Since a major restructuring in July, the Sag Harbor Board of Historic Preservation and Architectural Review has repeatedly voiced its intention to focus more on the historic preservation portion of its name. To that end, on more than one occasion the board has scolded applicants who have not shared its commitment to preserving as much of the historic fabric of the houses they are renovating.

But sometimes, the board’s allegiance to the federal guidelines it says it is pledged to uphold seems more than a little inflexible. That was the case last week when board members gave a lukewarm reception to proposals to install solar panels on two houses in the historic district, one on Garden Street and the other on Howard Street.
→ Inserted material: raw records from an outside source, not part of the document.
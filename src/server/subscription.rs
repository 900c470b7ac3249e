//! Per-subscriber streaming state.
//!
//! A [`Subscription`] is a FIFO of wire-encoded versions plus a one-way
//! `Active -> Closed` state. Producers [`push`](Subscription::push) onto it;
//! the consumer drains it through [`Subscription::stream`], suspending on a
//! [`Notify`] while the queue is empty instead of polling.
//!
//! Closing is explicit. A [`SubscriptionStream`] built with
//! [`close_on_drop`](SubscriptionStream::close_on_drop) closes its subscription
//! when the transport drops the response body, which is how a peer
//! disconnect or failed write reaches the registry.

use super::registry::SubscriberId;
use crate::protocol::MAX_HEARTBEAT;
use bytes::Bytes;
use futures::stream::{BoxStream, Stream, StreamExt};
use parking_lot::Mutex;
use std::collections::VecDeque;
use std::fmt;
use std::pin::Pin;
use std::sync::atomic::{AtomicBool, Ordering};
use std::sync::Arc;
use std::task::{Context, Poll};
use tokio::sync::Notify;
use tokio::time::{interval, Duration, Interval};

/// Lifecycle state of a subscription.
#[derive(Clone, Copy, Debug, PartialEq, Eq)]
pub enum SubscriptionStatus {
    /// Accepting and delivering updates
    Active,
    /// Terminal; pushes are dropped and streams end once drained
    Closed,
}

type ClosedCallback = Box<dyn FnOnce() + Send>;

/// Outcome of [`Subscription::offer`].
#[derive(Clone, Copy, Debug, PartialEq, Eq)]
pub(crate) enum Offer {
    Queued,
    Closed,
    Overflow,
}

struct QueueState {
    queue: VecDeque<Bytes>,
    status: SubscriptionStatus,
    on_closed: Option<ClosedCallback>,
}

struct Shared {
    id: SubscriberId,
    resource: String,
    serial: u64,
    // 0 = unbounded
    capacity: usize,
    state: Mutex<QueueState>,
    notify: Notify,
    attached: AtomicBool,
}

/// A live, addressable stream target for one subscriber on one resource.
///
/// Cloning yields another handle to the same subscription.
#[derive(Clone)]
pub struct Subscription {
    shared: Arc<Shared>,
}

impl Subscription {
    pub(crate) fn new(
        id: SubscriberId,
        resource: String,
        serial: u64,
        capacity: usize,
        on_closed: impl FnOnce() + Send + 'static,
    ) -> Self {
        Subscription {
            shared: Arc::new(Shared {
                id,
                resource,
                serial,
                capacity,
                state: Mutex::new(QueueState {
                    queue: VecDeque::new(),
                    status: SubscriptionStatus::Active,
                    on_closed: Some(Box::new(on_closed)),
                }),
                notify: Notify::new(),
                attached: AtomicBool::new(false),
            }),
        }
    }

    /// Subscriber identity.
    pub fn id(&self) -> &SubscriberId {
        &self.shared.id
    }

    /// Path of the watched resource.
    pub fn resource(&self) -> &str {
        &self.shared.resource
    }

    pub(crate) fn serial(&self) -> u64 {
        self.shared.serial
    }

    /// Current lifecycle state.
    pub fn status(&self) -> SubscriptionStatus {
        self.shared.state.lock().status
    }

    /// Returns `true` until the subscription is closed.
    pub fn is_active(&self) -> bool {
        self.status() == SubscriptionStatus::Active
    }

    /// Whether a response body has taken ownership of this subscription.
    pub(crate) fn is_attached(&self) -> bool {
        self.shared.attached.load(Ordering::Acquire)
    }

    /// Number of chunks waiting for the consumer.
    pub fn queued(&self) -> usize {
        self.shared.state.lock().queue.len()
    }

    /// Largest number of undelivered chunks before the subscription is
    /// closed (0 = unbounded).
    pub fn capacity(&self) -> usize {
        self.shared.capacity
    }

    /// Queue a wire chunk for delivery.
    ///
    /// Returns `false` if the subscription is already closed; the chunk is
    /// dropped. Racing a concurrent close is expected and not an error.
    ///
    /// A subscriber whose queue is already at [`capacity`](Self::capacity) is
    /// not keeping up; it is closed as if it had disconnected and the chunk
    /// is dropped.
    pub fn push(&self, data: impl Into<Bytes>) -> bool {
        match self.offer(data.into()) {
            Offer::Queued => true,
            Offer::Closed => false,
            Offer::Overflow => {
                self.close();
                false
            }
        }
    }

    /// Queue without closing on overflow; the caller decides when to close.
    pub(crate) fn offer(&self, data: Bytes) -> Offer {
        {
            let mut state = self.shared.state.lock();
            if state.status == SubscriptionStatus::Closed {
                return Offer::Closed;
            }
            if self.shared.capacity > 0 && state.queue.len() >= self.shared.capacity {
                tracing::warn!(
                    subscriber = %self.shared.id,
                    queued = state.queue.len(),
                    "subscription queue full, dropping subscriber"
                );
                return Offer::Overflow;
            }
            state.queue.push_back(data);
        }
        self.shared.notify.notify_waiters();
        Offer::Queued
    }

    /// Close the subscription.
    ///
    /// Idempotent. The first call flips the state to `Closed`, wakes every
    /// waiting consumer and then runs the close callback exactly once.
    pub fn close(&self) {
        let on_closed = {
            let mut state = self.shared.state.lock();
            if state.status == SubscriptionStatus::Closed {
                return;
            }
            state.status = SubscriptionStatus::Closed;
            state.on_closed.take()
        };
        self.shared.notify.notify_waiters();
        if let Some(on_closed) = on_closed {
            on_closed();
        }
    }

    /// A lazy stream of queued chunks.
    ///
    /// Each call returns a fresh stream draining the shared queue. The stream
    /// suspends while the queue is empty, resumes on `push` or `close`, and
    /// ends once the subscription is closed and drained.
    pub fn stream(&self) -> SubscriptionStream {
        let inner = futures::stream::unfold(Arc::clone(&self.shared), |shared| async move {
            loop {
                let notified = shared.notify.notified();
                tokio::pin!(notified);
                notified.as_mut().enable();

                {
                    let mut state = shared.state.lock();
                    if let Some(chunk) = state.queue.pop_front() {
                        drop(state);
                        return Some((chunk, Arc::clone(&shared)));
                    }
                    if state.status == SubscriptionStatus::Closed {
                        return None;
                    }
                }

                notified.await;
            }
        })
        .boxed();

        SubscriptionStream {
            inner,
            close_guard: None,
        }
    }
}

impl fmt::Debug for Subscription {
    fn fmt(&self, f: &mut fmt::Formatter<'_>) -> fmt::Result {
        f.debug_struct("Subscription")
            .field("id", &self.shared.id)
            .field("resource", &self.shared.resource)
            .field("status", &self.status())
            .finish()
    }
}

/// Stream of wire chunks produced by [`Subscription::stream`].
pub struct SubscriptionStream {
    inner: BoxStream<'static, Bytes>,
    close_guard: Option<Subscription>,
}

impl SubscriptionStream {
    /// Close the owning subscription when this stream is dropped.
    ///
    /// Used for response bodies: the transport drops the body when the peer
    /// disconnects or a write fails.
    #[must_use]
    pub fn close_on_drop(mut self, subscription: &Subscription) -> Self {
        subscription.shared.attached.store(true, Ordering::Release);
        self.close_guard = Some(subscription.clone());
        self
    }
}

impl Stream for SubscriptionStream {
    type Item = Bytes;

    fn poll_next(mut self: Pin<&mut Self>, cx: &mut Context<'_>) -> Poll<Option<Self::Item>> {
        self.inner.poll_next_unpin(cx)
    }
}

impl Drop for SubscriptionStream {
    fn drop(&mut self) {
        if let Some(subscription) = self.close_guard.take() {
            if subscription.is_active() {
                tracing::debug!(subscriber = %subscription.id(), "subscription stream dropped, closing");
            }
            subscription.close();
        }
    }
}

/// A stream wrapper that injects heartbeat blank lines into a Braid subscription.
///
/// Whenever the inner stream has been idle for the interval, a bare `\r\n`
/// is yielded. Blank lines are ignorable in the framing, and writing them
/// surfaces disconnects of otherwise silent peers.
pub struct HeartbeatStream<S> {
    inner: S,
    heartbeat: Interval,
}

impl<S> HeartbeatStream<S> {
    /// Wrap `inner`, emitting a heartbeat after every idle `delay`.
    ///
    /// `delay` is clamped between one millisecond and [`MAX_HEARTBEAT`].
    /// Must be called within a Tokio runtime.
    pub fn new(inner: S, delay: Duration) -> Self {
        let delay = delay.clamp(Duration::from_millis(1), MAX_HEARTBEAT);
        let mut heartbeat = interval(delay);
        // The first tick happens immediately, we skip it
        heartbeat.reset();
        Self { inner, heartbeat }
    }
}

impl<S, T> Stream for HeartbeatStream<S>
where
    S: Stream<Item = T> + Unpin,
    T: From<Bytes>,
{
    type Item = T;

    fn poll_next(mut self: Pin<&mut Self>, cx: &mut Context<'_>) -> Poll<Option<Self::Item>> {
        match self.inner.poll_next_unpin(cx) {
            Poll::Ready(Some(item)) => {
                self.heartbeat.reset();
                return Poll::Ready(Some(item));
            }
            Poll::Ready(None) => return Poll::Ready(None),
            Poll::Pending => {}
        }

        match self.heartbeat.poll_tick(cx) {
            Poll::Ready(_) => Poll::Ready(Some(T::from(Bytes::from_static(b"\r\n")))),
            Poll::Pending => Poll::Pending,
        }
    }
}

#[cfg(test)]
mod tests {
    use super::*;
    use std::sync::atomic::AtomicUsize;
    use tokio::time::timeout;

    fn subscription() -> (Subscription, Arc<AtomicUsize>) {
        let closed = Arc::new(AtomicUsize::new(0));
        let counter = Arc::clone(&closed);
        let sub = Subscription::new(
            SubscriberId::new("peer", "/post/1"),
            "/post/1".to_string(),
            0,
            0,
            move || {
                counter.fetch_add(1, Ordering::SeqCst);
            },
        );
        (sub, closed)
    }

    #[test]
    fn test_new_subscription_is_active() {
        let (sub, _) = subscription();
        assert_eq!(sub.status(), SubscriptionStatus::Active);
        assert_eq!(sub.resource(), "/post/1");
    }

    #[test]
    fn test_close_is_idempotent() {
        let (sub, closed) = subscription();
        sub.close();
        sub.close();
        assert_eq!(sub.status(), SubscriptionStatus::Closed);
        assert_eq!(closed.load(Ordering::SeqCst), 1);
    }

    #[test]
    fn test_push_after_close_is_dropped() {
        let (sub, _) = subscription();
        sub.close();
        assert!(!sub.push("late"));
        assert_eq!(sub.queued(), 0);
    }

    #[tokio::test]
    async fn test_stream_preserves_fifo_order() {
        let (sub, _) = subscription();
        sub.push("a");
        sub.push("b");
        sub.push("c");
        sub.close();

        let chunks: Vec<Bytes> = sub.stream().collect().await;
        assert_eq!(chunks, vec![Bytes::from("a"), Bytes::from("b"), Bytes::from("c")]);
    }

    #[tokio::test]
    async fn test_stream_wakes_on_push() {
        let (sub, _) = subscription();
        let mut stream = sub.stream();

        let producer = sub.clone();
        tokio::spawn(async move {
            tokio::time::sleep(Duration::from_millis(20)).await;
            producer.push("late arrival");
        });

        let chunk = timeout(Duration::from_secs(2), stream.next()).await.unwrap();
        assert_eq!(chunk, Some(Bytes::from("late arrival")));
    }

    #[tokio::test]
    async fn test_stream_ends_promptly_on_close() {
        let (sub, _) = subscription();
        let mut stream = sub.stream();

        let closer = sub.clone();
        tokio::spawn(async move {
            tokio::time::sleep(Duration::from_millis(20)).await;
            closer.close();
        });

        let end = timeout(Duration::from_secs(2), stream.next()).await.unwrap();
        assert!(end.is_none());
    }

    #[tokio::test]
    async fn test_stream_is_restartable() {
        let (sub, _) = subscription();
        sub.push("first");
        let mut first = sub.stream();
        assert_eq!(first.next().await, Some(Bytes::from("first")));
        drop(first);

        assert!(sub.is_active());
        sub.push("second");
        let mut second = sub.stream();
        assert_eq!(second.next().await, Some(Bytes::from("second")));
    }

    #[tokio::test]
    async fn test_close_on_drop() {
        let (sub, closed) = subscription();
        let stream = sub.stream().close_on_drop(&sub);
        assert!(sub.is_attached());
        drop(stream);
        assert!(!sub.is_active());
        assert_eq!(closed.load(Ordering::SeqCst), 1);
    }

    #[tokio::test]
    async fn test_heartbeat_injection() {
        let data = vec![Bytes::from("data")];
        let inner = futures::stream::iter(data).chain(futures::stream::pending());
        let mut hb_stream = HeartbeatStream::new(Box::pin(inner), Duration::from_millis(10));

        let first: Bytes = hb_stream.next().await.unwrap();
        assert_eq!(first, Bytes::from("data"));

        let second: Bytes = timeout(Duration::from_secs(2), hb_stream.next())
            .await
            .unwrap()
            .unwrap();
        assert_eq!(second, Bytes::from("\r\n"));
    }

    #[test]
    fn test_full_queue_closes_subscription() {
        let closed = Arc::new(AtomicUsize::new(0));
        let counter = Arc::clone(&closed);
        let sub = Subscription::new(
            SubscriberId::new("slow", "/post/1"),
            "/post/1".to_string(),
            0,
            2,
            move || {
                counter.fetch_add(1, Ordering::SeqCst);
            },
        );

        assert!(sub.push("a"));
        assert!(sub.push("b"));
        assert!(!sub.push("c"));
        assert!(!sub.is_active());
        assert_eq!(closed.load(Ordering::SeqCst), 1);
        // Already-queued chunks are still drained
        assert_eq!(sub.queued(), 2);
    }

    #[test]
    fn test_unbounded_queue() {
        let (sub, _) = subscription();
        assert_eq!(sub.capacity(), 0);
        for i in 0..5000 {
            assert!(sub.push(i.to_string()));
        }
        assert_eq!(sub.queued(), 5000);
    }

    #[tokio::test]
    async fn test_heartbeat_extreme_delays_do_not_panic() {
        let inner = futures::stream::pending::<Bytes>();
        let _huge = HeartbeatStream::new(Box::pin(inner), Duration::from_secs(u64::MAX));

        let inner = futures::stream::pending::<Bytes>();
        let mut zero = HeartbeatStream::new(Box::pin(inner), Duration::ZERO);
        let beat = timeout(Duration::from_secs(2), zero.next()).await.unwrap();
        assert_eq!(beat, Some(Bytes::from("\r\n")));
    }
}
The problem, the board told the applicant, is those federal guidelines say solar panels should not be visible from either the street or a neighboring property.

In the board’s defense, neither application included architectural elevations, which would have provided it with a clearer picture of the visual impact of the solar panels and at least in one case, given the location of the house, it is hard to imagine them not having some impact.

But in situations in which solar panels are proposed for a back roof or on a pool house or garage and are only visible in passing, it seems the board could relax a bit. It would never question someone’s right to build a single-car garage behind a colonial house even though cars were nowhere to be found in 1800, so why throw up unnecessary hurdles when someone is trying to something that will actually reduce their carbon footprint?